**Records**
..............................

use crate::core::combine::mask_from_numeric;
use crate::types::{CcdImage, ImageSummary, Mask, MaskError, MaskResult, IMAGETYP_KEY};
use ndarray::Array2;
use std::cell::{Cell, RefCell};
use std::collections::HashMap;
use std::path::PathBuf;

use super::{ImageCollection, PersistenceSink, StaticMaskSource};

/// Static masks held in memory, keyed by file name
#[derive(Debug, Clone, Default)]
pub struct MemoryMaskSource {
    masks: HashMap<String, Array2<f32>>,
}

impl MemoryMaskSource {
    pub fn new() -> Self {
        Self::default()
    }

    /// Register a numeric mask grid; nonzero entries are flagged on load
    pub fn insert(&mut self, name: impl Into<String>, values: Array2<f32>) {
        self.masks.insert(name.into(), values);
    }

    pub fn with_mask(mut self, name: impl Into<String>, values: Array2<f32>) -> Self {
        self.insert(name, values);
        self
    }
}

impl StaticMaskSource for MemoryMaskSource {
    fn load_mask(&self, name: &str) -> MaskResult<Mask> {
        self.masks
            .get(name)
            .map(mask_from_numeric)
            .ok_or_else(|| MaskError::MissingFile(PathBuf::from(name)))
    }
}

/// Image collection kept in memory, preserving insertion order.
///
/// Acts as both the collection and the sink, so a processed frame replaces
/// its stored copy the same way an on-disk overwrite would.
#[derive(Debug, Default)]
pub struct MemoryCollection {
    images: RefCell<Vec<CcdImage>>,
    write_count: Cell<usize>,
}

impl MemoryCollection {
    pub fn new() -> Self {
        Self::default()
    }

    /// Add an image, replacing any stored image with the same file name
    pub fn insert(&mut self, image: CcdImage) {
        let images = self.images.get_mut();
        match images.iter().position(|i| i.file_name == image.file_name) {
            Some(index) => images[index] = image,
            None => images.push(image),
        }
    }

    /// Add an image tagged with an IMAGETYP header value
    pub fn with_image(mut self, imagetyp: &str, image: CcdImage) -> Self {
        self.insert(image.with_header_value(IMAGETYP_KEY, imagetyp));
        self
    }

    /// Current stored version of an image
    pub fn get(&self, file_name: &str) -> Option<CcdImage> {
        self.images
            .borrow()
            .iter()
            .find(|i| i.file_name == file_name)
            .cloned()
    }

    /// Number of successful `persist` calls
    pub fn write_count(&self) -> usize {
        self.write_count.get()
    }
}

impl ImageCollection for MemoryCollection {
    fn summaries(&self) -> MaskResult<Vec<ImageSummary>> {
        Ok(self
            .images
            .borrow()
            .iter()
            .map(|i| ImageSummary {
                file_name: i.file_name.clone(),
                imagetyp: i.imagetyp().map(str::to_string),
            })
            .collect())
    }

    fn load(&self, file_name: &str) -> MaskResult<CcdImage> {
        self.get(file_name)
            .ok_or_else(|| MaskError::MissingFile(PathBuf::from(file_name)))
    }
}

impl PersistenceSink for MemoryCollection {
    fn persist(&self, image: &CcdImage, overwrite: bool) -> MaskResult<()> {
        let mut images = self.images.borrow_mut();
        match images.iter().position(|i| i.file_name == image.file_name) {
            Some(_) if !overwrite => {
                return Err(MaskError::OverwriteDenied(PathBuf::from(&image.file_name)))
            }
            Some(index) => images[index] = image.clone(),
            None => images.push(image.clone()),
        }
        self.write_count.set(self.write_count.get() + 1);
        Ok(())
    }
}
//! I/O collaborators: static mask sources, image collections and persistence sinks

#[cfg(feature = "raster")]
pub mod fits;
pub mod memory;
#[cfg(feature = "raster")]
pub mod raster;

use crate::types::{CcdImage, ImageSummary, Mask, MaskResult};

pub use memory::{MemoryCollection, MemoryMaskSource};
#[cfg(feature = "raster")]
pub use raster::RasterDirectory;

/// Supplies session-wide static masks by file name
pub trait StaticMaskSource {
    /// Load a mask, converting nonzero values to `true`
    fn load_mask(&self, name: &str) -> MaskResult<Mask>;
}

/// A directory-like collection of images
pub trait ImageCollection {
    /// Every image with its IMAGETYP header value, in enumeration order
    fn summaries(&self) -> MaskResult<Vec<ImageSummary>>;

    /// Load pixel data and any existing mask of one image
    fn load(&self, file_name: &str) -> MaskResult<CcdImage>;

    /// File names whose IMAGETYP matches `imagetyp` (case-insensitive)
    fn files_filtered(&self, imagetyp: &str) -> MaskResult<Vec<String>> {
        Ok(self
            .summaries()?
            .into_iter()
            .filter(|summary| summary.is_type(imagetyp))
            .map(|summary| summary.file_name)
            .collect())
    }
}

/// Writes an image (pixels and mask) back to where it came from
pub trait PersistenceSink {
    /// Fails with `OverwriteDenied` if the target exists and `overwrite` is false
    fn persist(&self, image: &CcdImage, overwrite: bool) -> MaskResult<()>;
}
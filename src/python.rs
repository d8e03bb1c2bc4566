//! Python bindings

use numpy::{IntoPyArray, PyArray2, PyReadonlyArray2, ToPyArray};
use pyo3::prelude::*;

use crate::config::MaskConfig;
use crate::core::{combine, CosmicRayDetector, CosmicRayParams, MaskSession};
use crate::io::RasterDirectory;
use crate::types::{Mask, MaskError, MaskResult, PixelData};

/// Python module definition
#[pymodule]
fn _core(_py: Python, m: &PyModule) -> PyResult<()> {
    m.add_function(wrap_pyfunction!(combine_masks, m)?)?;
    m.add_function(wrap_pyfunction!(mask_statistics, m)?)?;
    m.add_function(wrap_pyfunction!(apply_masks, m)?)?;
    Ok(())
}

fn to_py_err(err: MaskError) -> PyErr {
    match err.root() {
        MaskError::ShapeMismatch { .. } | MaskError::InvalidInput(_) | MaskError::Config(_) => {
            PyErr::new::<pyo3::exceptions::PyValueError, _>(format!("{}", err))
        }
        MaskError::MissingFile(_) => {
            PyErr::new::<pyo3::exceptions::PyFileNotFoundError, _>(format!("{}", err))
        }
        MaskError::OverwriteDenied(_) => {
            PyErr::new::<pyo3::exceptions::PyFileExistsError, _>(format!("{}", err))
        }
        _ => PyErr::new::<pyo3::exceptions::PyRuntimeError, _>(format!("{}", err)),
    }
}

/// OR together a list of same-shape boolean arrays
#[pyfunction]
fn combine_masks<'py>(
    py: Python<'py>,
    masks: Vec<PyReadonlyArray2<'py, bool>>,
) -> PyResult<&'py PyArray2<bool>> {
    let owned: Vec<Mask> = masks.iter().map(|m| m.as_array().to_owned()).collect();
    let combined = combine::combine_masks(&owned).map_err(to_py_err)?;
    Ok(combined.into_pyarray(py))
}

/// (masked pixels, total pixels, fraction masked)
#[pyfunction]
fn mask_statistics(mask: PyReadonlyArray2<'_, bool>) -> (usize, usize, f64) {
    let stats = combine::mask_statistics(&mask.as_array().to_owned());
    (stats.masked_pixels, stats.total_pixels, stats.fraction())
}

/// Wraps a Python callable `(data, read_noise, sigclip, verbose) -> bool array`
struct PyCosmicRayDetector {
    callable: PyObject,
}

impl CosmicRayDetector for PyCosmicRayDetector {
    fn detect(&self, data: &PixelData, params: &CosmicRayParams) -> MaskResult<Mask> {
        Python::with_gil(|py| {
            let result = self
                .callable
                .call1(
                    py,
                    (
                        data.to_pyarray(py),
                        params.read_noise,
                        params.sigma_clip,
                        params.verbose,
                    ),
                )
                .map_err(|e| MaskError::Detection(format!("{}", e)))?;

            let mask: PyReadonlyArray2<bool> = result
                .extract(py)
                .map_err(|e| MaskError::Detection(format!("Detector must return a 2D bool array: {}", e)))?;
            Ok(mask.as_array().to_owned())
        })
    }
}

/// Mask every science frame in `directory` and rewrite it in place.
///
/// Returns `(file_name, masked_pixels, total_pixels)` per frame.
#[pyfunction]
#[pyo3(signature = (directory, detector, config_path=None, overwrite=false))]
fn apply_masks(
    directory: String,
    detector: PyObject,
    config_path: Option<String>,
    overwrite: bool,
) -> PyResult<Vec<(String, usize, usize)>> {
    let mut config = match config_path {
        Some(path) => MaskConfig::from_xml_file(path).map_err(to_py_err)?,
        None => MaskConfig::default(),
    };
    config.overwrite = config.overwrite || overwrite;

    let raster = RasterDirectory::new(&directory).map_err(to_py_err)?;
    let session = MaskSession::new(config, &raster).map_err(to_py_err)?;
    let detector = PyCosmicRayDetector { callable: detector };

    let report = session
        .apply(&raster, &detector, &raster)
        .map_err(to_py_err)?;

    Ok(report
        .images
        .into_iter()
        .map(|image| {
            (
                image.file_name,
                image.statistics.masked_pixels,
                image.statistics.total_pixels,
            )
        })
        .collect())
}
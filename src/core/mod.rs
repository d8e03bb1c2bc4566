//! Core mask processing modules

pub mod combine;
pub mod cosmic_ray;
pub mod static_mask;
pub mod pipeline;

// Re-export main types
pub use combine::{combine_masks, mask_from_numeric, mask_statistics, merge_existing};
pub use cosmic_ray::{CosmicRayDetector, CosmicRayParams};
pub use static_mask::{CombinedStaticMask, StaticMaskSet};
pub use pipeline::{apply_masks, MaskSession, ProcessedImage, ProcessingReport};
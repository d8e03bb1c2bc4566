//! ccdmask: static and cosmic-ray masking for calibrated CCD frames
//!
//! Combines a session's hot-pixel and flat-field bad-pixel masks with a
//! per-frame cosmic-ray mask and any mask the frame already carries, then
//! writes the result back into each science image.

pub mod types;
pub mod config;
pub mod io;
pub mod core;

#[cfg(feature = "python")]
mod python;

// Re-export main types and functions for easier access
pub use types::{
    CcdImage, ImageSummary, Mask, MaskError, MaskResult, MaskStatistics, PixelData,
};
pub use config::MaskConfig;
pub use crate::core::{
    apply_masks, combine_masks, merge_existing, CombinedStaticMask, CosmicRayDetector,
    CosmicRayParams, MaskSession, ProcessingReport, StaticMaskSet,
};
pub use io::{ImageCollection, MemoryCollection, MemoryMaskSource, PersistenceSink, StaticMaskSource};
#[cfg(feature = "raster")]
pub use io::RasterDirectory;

..............................

**Instructions for the task**
Only a number should come back: the count of lines above that include "StaticMaskSet".

**Solution for this task**
2